This relates to memory elements, and more particularly, to volatile memory elements that demonstrate soft error upset immunity for integrated circuits.
Integrated circuits often contain volatile memory elements. Typical volatile memory elements are based on cross-coupled inverters (latches). A volatile memory element retains data only so long as the integrated circuit is powered. In the event of power loss, the data in the volatile memory element is lost. Although nonvolatile memory elements such as memory elements based on electrically-erasable programmable read-only memory technology are not subject to data loss in this way, it is often not desirable or possible to fabricate nonvolatile memory elements as part of a given integrated circuit.
As a result, volatile memory elements are often used. For example, static random-access memory (SRAM) chips contain SRAM cells, which are a type of volatile memory element. Volatile memory elements are also used in programmable logic device integrated circuits.
Volatile memory elements are subject to a phenomenon known as soft error upset. Soft error upset events are caused by cosmic rays and radioactive impurities embedded in integrated circuits and their packages. Cosmic rays and radioactive impurities generate high-energy atomic particles such as neutrons and alpha particles. The memory elements contain transistors and other components that are formed from a patterned silicon substrate. When an atomic particle strikes the silicon in the memory element, electron-hole pairs are generated. The electron-hole pairs create a conduction path that can cause a charged node in the memory element to discharge and the state of the memory element to flip.
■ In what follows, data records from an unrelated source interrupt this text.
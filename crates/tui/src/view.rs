//! The rendered board model.
//!
//! [`BoardView`] is what the widgets draw: three columns of card view
//! models built from a [`BoardSnapshot`]. A render always replaces every
//! card; only the create path inserts a single card without a full render.
//! Cards and columns also carry transient cosmetic marks that the drag and
//! board controllers toggle.

use chrono::{DateTime, Utc};
use devboard_protocol::{BoardSnapshot, ColumnCounts, Task, TaskId, TaskStatus};

/// A transient visual state on a card.
#[derive(Debug, Clone, Copy, PartialEq, Eq, Hash)]
pub enum CardMark {
    /// The card is being dragged.
    Lifted,
    /// A delete is pending for the card.
    Removing,
    /// The card was just created.
    NewlyAdded,
}

/// The set of marks currently on a card.
#[derive(Debug, Clone, Copy, PartialEq, Eq, Default)]
pub struct CardMarks {
    lifted: bool,
    removing: bool,
    newly_added: bool,
}

impl CardMarks {
    /// Returns `true` if `mark` is set.
    #[must_use]
    pub const fn has(&self, mark: CardMark) -> bool {
        match mark {
            CardMark::Lifted => self.lifted,
            CardMark::Removing => self.removing,
            CardMark::NewlyAdded => self.newly_added,
        }
    }

    /// Sets or clears `mark`.
    pub fn set(&mut self, mark: CardMark, on: bool) {
        match mark {
            CardMark::Lifted => self.lifted = on,
            CardMark::Removing => self.removing = on,
            CardMark::NewlyAdded => self.newly_added = on,
        }
    }

    /// Returns `true` if no mark is set.
    #[must_use]
    pub const fn is_empty(&self) -> bool {
        !(self.lifted || self.removing || self.newly_added)
    }
}

/// A card as displayed on the board.
#[derive(Debug, Clone, PartialEq, Eq)]
pub struct CardView {
    /// The task this card shows.
    pub task: Task,
    /// Relative age label, e.g. `"yesterday"`.
    pub age: String,
    /// Transient cosmetic marks.
    pub marks: CardMarks,
    /// Whether the card accepts drag gestures.
    pub draggable: bool,
}

impl CardView {
    fn new(task: Task, now: DateTime<Utc>) -> Self {
        let age = relative_age(task.created_at, now);
        Self {
            task,
            age,
            marks: CardMarks::default(),
            draggable: true,
        }
    }

    /// Returns the id label shown on the card, e.g. `#9x0a2b`.
    #[must_use]
    pub fn short_id(&self) -> String {
        format!("#{}", self.task.id.short())
    }
}

/// One status column of the board.
#[derive(Debug, Clone, PartialEq, Eq)]
pub struct ColumnView {
    /// The status this column represents.
    pub status: TaskStatus,
    /// Cards in display order.
    pub cards: Vec<CardView>,
    /// Whether the column is highlighted as a drop target.
    pub drop_target: bool,
}

impl ColumnView {
    fn new(status: TaskStatus) -> Self {
        Self {
            status,
            cards: Vec::new(),
            drop_target: false,
        }
    }

    /// Returns the number of cards in the column.
    #[must_use]
    pub fn len(&self) -> usize {
        self.cards.len()
    }

    /// Returns `true` if the column shows no card.
    #[must_use]
    pub fn is_empty(&self) -> bool {
        self.cards.is_empty()
    }
}

/// The three-column board as currently displayed.
///
/// # Examples
///
/// ```
/// use chrono::Utc;
/// use devboard_protocol::{BoardSnapshot, TaskStatus, sample_tasks};
/// use devboard_tui::view::BoardView;
///
/// let snapshot = BoardSnapshot::from_tasks(sample_tasks());
/// let mut view = BoardView::new();
/// view.render(&snapshot, Utc::now());
/// view.update_counts(&snapshot);
///
/// assert_eq!(view.column(TaskStatus::Done).len(), 1);
/// assert_eq!(view.counts().total(), 3);
/// ```
#[derive(Debug, Clone, PartialEq, Eq)]
pub struct BoardView {
    columns: [ColumnView; 3],
    counts: ColumnCounts,
}

impl Default for BoardView {
    fn default() -> Self {
        Self {
            columns: TaskStatus::all().map(ColumnView::new),
            counts: ColumnCounts::default(),
        }
    }
}

impl BoardView {
    /// Creates an empty view.
    #[must_use]
    pub fn new() -> Self {
        Self::default()
    }

    /// Replaces every column's cards with the snapshot's tasks.
    ///
    /// Marks and drop-target highlights are reset, and every card is made
    /// draggable. Counts are left alone; see [`BoardView::update_counts`].
    pub fn render(&mut self, snapshot: &BoardSnapshot, now: DateTime<Utc>) {
        for (status, tasks) in snapshot.columns() {
            let column = &mut self.columns[status.index()];
            column.cards = tasks
                .iter()
                .cloned()
                .map(|task| CardView::new(task, now))
                .collect();
            column.drop_target = false;
        }
    }

    /// Refreshes the per-column counts and total from the snapshot.
    pub fn update_counts(&mut self, snapshot: &BoardSnapshot) {
        self.counts = snapshot.counts();
    }

    /// Returns the counts shown in lane titles and the header.
    #[must_use]
    pub fn counts(&self) -> ColumnCounts {
        self.counts
    }

    /// Inserts a card at the head of the task's column without a full render.
    pub fn insert_card_top(&mut self, task: Task, now: DateTime<Utc>) {
        let status = task.status;
        self.columns[status.index()]
            .cards
            .insert(0, CardView::new(task, now));
    }

    /// Removes a card from the view.
    ///
    /// Returns `false` if the card is not displayed.
    pub fn detach_card(&mut self, id: &TaskId) -> bool {
        let Some((status, index)) = self.find_card(id) else {
            return false;
        };
        self.columns[status.index()].cards.remove(index);
        true
    }

    /// Sets or clears a mark on a card.
    ///
    /// Returns `false` if the card is not displayed. A card marked
    /// [`CardMark::Removing`] stops accepting drag gestures.
    pub fn set_mark(&mut self, id: &TaskId, mark: CardMark, on: bool) -> bool {
        let Some((status, index)) = self.find_card(id) else {
            return false;
        };
        let card = &mut self.columns[status.index()].cards[index];
        card.marks.set(mark, on);
        if mark == CardMark::Removing {
            card.draggable = !on;
        }
        true
    }

    /// Returns `true` if the card is displayed and carries `mark`.
    #[must_use]
    pub fn has_mark(&self, id: &TaskId, mark: CardMark) -> bool {
        self.card(id).is_some_and(|card| card.marks.has(mark))
    }

    /// Sets or clears a column's drop-target highlight.
    pub fn set_drop_target(&mut self, status: TaskStatus, on: bool) {
        self.columns[status.index()].drop_target = on;
    }

    /// Clears every column's drop-target highlight.
    pub fn clear_drop_targets(&mut self) {
        for column in &mut self.columns {
            column.drop_target = false;
        }
    }

    /// Locates a card by task id, returning its column and position.
    #[must_use]
    pub fn find_card(&self, id: &TaskId) -> Option<(TaskStatus, usize)> {
        self.columns.iter().find_map(|column| {
            column
                .cards
                .iter()
                .position(|card| &card.task.id == id)
                .map(|index| (column.status, index))
        })
    }

    /// Returns the card for a task id.
    #[must_use]
    pub fn card(&self, id: &TaskId) -> Option<&CardView> {
        let (status, index) = self.find_card(id)?;
        self.columns[status.index()].cards.get(index)
    }

    /// Returns the card at a position.
    #[must_use]
    pub fn card_at(&self, status: TaskStatus, index: usize) -> Option<&CardView> {
        self.columns[status.index()].cards.get(index)
    }

    /// Returns one column.
    #[must_use]
    pub fn column(&self, status: TaskStatus) -> &ColumnView {
        &self.columns[status.index()]
    }

    /// Returns all columns in board order.
    #[must_use]
    pub fn columns(&self) -> &[ColumnView; 3] {
        &self.columns
    }
}

/// Formats how long ago a task was created.
///
/// Whole elapsed days are counted in UTC: `today`, `yesterday`, `{n}d ago`
/// under a week, then the abbreviated month and day. Creation times in the
/// future count as today.
///
/// # Examples
///
/// ```
/// use chrono::{Duration, TimeZone, Utc};
/// use devboard_tui::view::relative_age;
///
/// let created = Utc.with_ymd_and_hms(2025, 9, 17, 2, 25, 0).unwrap();
/// assert_eq!(relative_age(created, created + Duration::hours(30)), "yesterday");
/// assert_eq!(relative_age(created, created + Duration::days(3)), "3d ago");
/// assert_eq!(relative_age(created, created + Duration::days(10)), "Sep 17");
/// ```
#[must_use]
pub fn relative_age(created: DateTime<Utc>, now: DateTime<Utc>) -> String {
    let days = (now - created).num_days().max(0);
    match days {
        0 => "today".to_string(),
        1 => "yesterday".to_string(),
        2..=6 => format!("{days}d ago"),
        _ => created.format("%b %-d").to_string(),
    }
}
If, for example, a “1” was stored in the memory element, a soft error upset event could cause the “1” to change to a “0.”
Upset events in an integrated circuit corrupt the data stored in the memory elements and can have serious repercussions for system performance. In certain system applications such as remote installations of telecommunications equipment, it is extremely burdensome to repair faulty equipment. Unless integrated circuits demonstrate good immunity to soft error upset events, they will be unsuitable for these types of applications.
It would therefore be desirable to be able to improve the soft error upset performance of volatile memory elements in integrated circuits.